Work task | Among the entries below, how many lines have the string "DataSource" in them? Only the number should be given.

Stored data
──────────────────────────────

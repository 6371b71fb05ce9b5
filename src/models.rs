//! Core data models shared by the orchestrator, the synthesizer, and their
//! collaborators.
//!
//! Everything here except [`DataSource`] is transient: it is derived per
//! invocation and handed back to the caller, never persisted by the core.

use serde::{Deserialize, Serialize};
use std::path::PathBuf;

/// Shape of an uploaded source, decided purely from its extension.
#[derive(Debug, Clone, Copy, PartialEq, Eq, Serialize, Deserialize)]
#[serde(rename_all = "lowercase")]
pub enum SourceKind {
    Tabular,
    Document,
}

/// An uploaded dataset or document.
///
/// Created by ingress and immutable afterwards. The `id` is opaque; the
/// retrieval index collection is derived from it.
#[derive(Debug, Clone, Serialize, Deserialize)]
pub struct DataSource {
    pub id: String,
    pub kind: SourceKind,
    pub path: PathBuf,
    pub filename: String,
    pub owner: String,
}

/// A contiguous chunk of document text with citation metadata.
#[derive(Debug, Clone, PartialEq, Serialize, Deserialize)]
pub struct Passage {
    pub text: String,
    /// Where the passage came from (the document's file name).
    pub source: String,
    /// Character offset of the passage within its page (or the whole text).
    pub start_offset: usize,
    /// Zero-based page for paginated formats.
    pub page: Option<u32>,
}

/// Provenance entry appended to a retrieval-grounded answer.
#[derive(Debug, Clone, PartialEq, Serialize, Deserialize)]
pub struct Citation {
    pub page: Option<u32>,
    pub source: String,
}

/// The orchestrator's output contract.
#[derive(Debug, Clone, Default, Serialize, Deserialize)]
pub struct AnalysisResult {
    pub answer_text: String,
    pub citations: Vec<Citation>,
    pub chart_refs: Vec<String>,
}

impl AnalysisResult {
    pub fn text(answer: impl Into<String>) -> Self {
        Self {
            answer_text: answer.into(),
            ..Default::default()
        }
    }
}

/// Display hint for a KPI value.
#[derive(Debug, Clone, Copy, PartialEq, Eq, Serialize, Deserialize)]
#[serde(rename_all = "lowercase")]
pub enum KpiFormat {
    Number,
    Decimal,
}

/// A single named headline metric.
#[derive(Debug, Clone, PartialEq, Serialize, Deserialize)]
pub struct Kpi {
    pub title: String,
    pub value: f64,
    pub format: KpiFormat,
}

#[derive(Debug, Clone, Copy, PartialEq, Eq, Serialize, Deserialize)]
#[serde(rename_all = "lowercase")]
pub enum ChartKind {
    Bar,
    Pie,
    Line,
}

impl ChartKind {
    pub fn as_str(&self) -> &'static str {
        match self {
            ChartKind::Bar => "bar",
            ChartKind::Pie => "pie",
            ChartKind::Line => "line",
        }
    }
}

/// One named run of values inside a chart.
#[derive(Debug, Clone, PartialEq, Serialize, Deserialize)]
pub struct Series {
    pub name: String,
    pub values: Vec<f64>,
}

/// Declarative chart description, independent of the rendering engine.
///
/// `labels` are the category (bar, pie) or x-axis (line) labels and line up
/// with each series' values. `data_ref` holds the rendered artifact URL once a
/// renderer has produced one.
#[derive(Debug, Clone, PartialEq, Serialize, Deserialize)]
pub struct ChartSpec {
    #[serde(rename = "type")]
    pub kind: ChartKind,
    pub title: String,
    pub labels: Vec<String>,
    pub series: Vec<Series>,
    pub x_label: Option<String>,
    pub y_label: Option<String>,
    #[serde(skip_serializing_if = "Option::is_none")]
    pub data_ref: Option<String>,
}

──────────────────────────────

Answer box | 2